## Task prompt
Which of the lines in the data below contain the string "const"? Copy each of them.

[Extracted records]
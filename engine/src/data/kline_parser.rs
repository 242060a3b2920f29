// Decoding of exchange kline rows and 24h ticker objects
use anyhow::{anyhow, Result};
use chrono::DateTime;
use serde::Deserialize;
use serde_json::Value;
use shared::models::{Candle, Ticker24h};
use shared::utils::parse_decimal;

use crate::error::EngineError;

// Kline row layout:
// [open_time, open, high, low, close, volume, close_time, quote_volume, trades, ...]
const OPEN_TIME: usize = 0;
const OPEN: usize = 1;
const HIGH: usize = 2;
const LOW: usize = 3;
const CLOSE: usize = 4;
const VOLUME: usize = 5;
const TRADES: usize = 8;
const MIN_FIELDS: usize = 6;

/// Decodes a kline response. One malformed row fails the whole window.
pub fn parse_klines(symbol: &str, rows: &[Value]) -> Result<Vec<Candle>, EngineError> {
    rows.iter()
        .enumerate()
        .map(|(idx, row)| {
            parse_kline_row(symbol, row)
                .map_err(|e| EngineError::DataUnavailable(format!("malformed kline #{} for {}: {}", idx, symbol, e)))
        })
        .collect()
}

fn parse_kline_row(symbol: &str, row: &Value) -> Result<Candle> {
    let fields = row.as_array().ok_or_else(|| anyhow!("row is not an array"))?;
    if fields.len() < MIN_FIELDS {
        return Err(anyhow!("expected at least {} fields, got {}", MIN_FIELDS, fields.len()));
    }

    let open_time_ms = fields[OPEN_TIME]
        .as_i64()
        .ok_or_else(|| anyhow!("open time is not an integer"))?;
    let open_time =
        DateTime::from_timestamp_millis(open_time_ms).ok_or_else(|| anyhow!("open time {} out of range", open_time_ms))?;

    let trades = fields.get(TRADES).and_then(Value::as_u64).unwrap_or(0);

    Ok(Candle {
        symbol: symbol.to_string(),
        open_time,
        open: decimal_field(&fields[OPEN], "open")?,
        high: decimal_field(&fields[HIGH], "high")?,
        low: decimal_field(&fields[LOW], "low")?,
        close: decimal_field(&fields[CLOSE], "close")?,
        volume: decimal_field(&fields[VOLUME], "volume")?,
        trades: u32::try_from(trades).unwrap_or(u32::MAX),
    })
}

/// Exchange decimals arrive as strings; plain JSON numbers are accepted too.
fn decimal_field(value: &Value, name: &str) -> Result<f64> {
    match value {
        Value::String(s) => parse_decimal(s).map_err(|e| anyhow!("{}: {}", name, e)),
        Value::Number(n) => n.as_f64().ok_or_else(|| anyhow!("{}: not representable as f64", name)),
        other => Err(anyhow!("{}: unexpected value {}", name, other)),
    }
}

#[derive(Debug, Deserialize)]
#[serde(rename_all = "camelCase")]
pub struct RawTicker {
    pub symbol: String,
    pub last_price: String,
    pub quote_volume: String,
}

/// Converts raw tickers, dropping entries whose numbers don't parse.
pub fn parse_tickers(raw: Vec<RawTicker>) -> Vec<Ticker24h> {
    raw.into_iter()
        .filter_map(|t| {
            let last_price = parse_decimal(&t.last_price).ok()?;
            let quote_volume = parse_decimal(&t.quote_volume).ok()?;
            Some(Ticker24h {
                symbol: t.symbol,
                last_price,
                quote_volume,
            })
        })
        .collect()
}

/// Error payload returned by the exchange on rejected requests.
#[derive(Debug, Deserialize)]
pub struct ApiErrorBody {
    pub code: i64,
    pub msg: String,
}

#[cfg(test)]
mod tests {
    use super::*;
    use serde_json::json;

    #[test]
    fn test_parse_klines_valid_rows() {
        let rows = vec![
            json!([1700000000000i64, "100.5", "101.0", "99.5", "100.8", "1234.5", 1700003599999i64, "124000.0", 321, "0", "0", "0"]),
            json!([1700003600000i64, "100.8", "102.0", "100.1", "101.9", "987.0", 1700007199999i64, "99000.0", 210, "0", "0", "0"]),
        ];
        let candles = parse_klines("BTCUSDT", &rows).unwrap();
        assert_eq!(candles.len(), 2);
        assert_eq!(candles[0].symbol, "BTCUSDT");
        assert_eq!(candles[0].open_time.timestamp_millis(), 1700000000000);
        assert_eq!(candles[0].high, 101.0);
        assert_eq!(candles[1].close, 101.9);
        assert_eq!(candles[1].trades, 210);
    }

    #[test]
    fn test_parse_klines_accepts_numeric_fields_without_trades() {
        let rows = vec![json!([1700000000000i64, 1.5, 2.0, 1.0, 1.75, 10])];
        let candles = parse_klines("XUSDT", &rows).unwrap();
        assert_eq!(candles[0].close, 1.75);
        assert_eq!(candles[0].trades, 0);
    }

    #[test]
    fn test_parse_klines_malformed_row_fails_window() {
        let rows = vec![
            json!([1700000000000i64, "1", "1", "1", "1", "1"]),
            json!([1700003600000i64, "1", "oops", "1", "1", "1"]),
        ];
        let err = parse_klines("BTCUSDT", &rows).unwrap_err();
        match err {
            EngineError::DataUnavailable(msg) => {
                assert!(msg.contains("malformed kline #1"), "{}", msg);
                assert!(msg.contains("high"), "{}", msg);
            }
            other => panic!("unexpected error {:?}", other),
        }
    }

    #[test]
    fn test_parse_klines_short_row() {
        assert!(parse_klines("BTCUSDT", &[json!([1, "2"])]).is_err());
        assert!(parse_klines("BTCUSDT", &[json!({"open": "1"})]).is_err());
    }

    #[test]
    fn test_parse_tickers_skips_unparsable() {
        let raw: Vec<RawTicker> = serde_json::from_value(json!([
            {"symbol": "BTCUSDT", "lastPrice": "64000.1", "quoteVolume": "1500000000.5", "volume": "1"},
            {"symbol": "BADUSDT", "lastPrice": "n/a", "quoteVolume": "1"}
        ]))
        .unwrap();
        let tickers = parse_tickers(raw);
        assert_eq!(tickers.len(), 1);
        assert_eq!(tickers[0].symbol, "BTCUSDT");
        assert_eq!(tickers[0].quote_volume, 1500000000.5);
    }
}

## Reply
const OPEN_TIME: usize = 0;
const OPEN: usize = 1;
const HIGH: usize = 2;
const LOW: usize = 3;
const CLOSE: usize = 4;
const VOLUME: usize = 5;
const TRADES: usize = 8;
const MIN_FIELDS: usize = 6;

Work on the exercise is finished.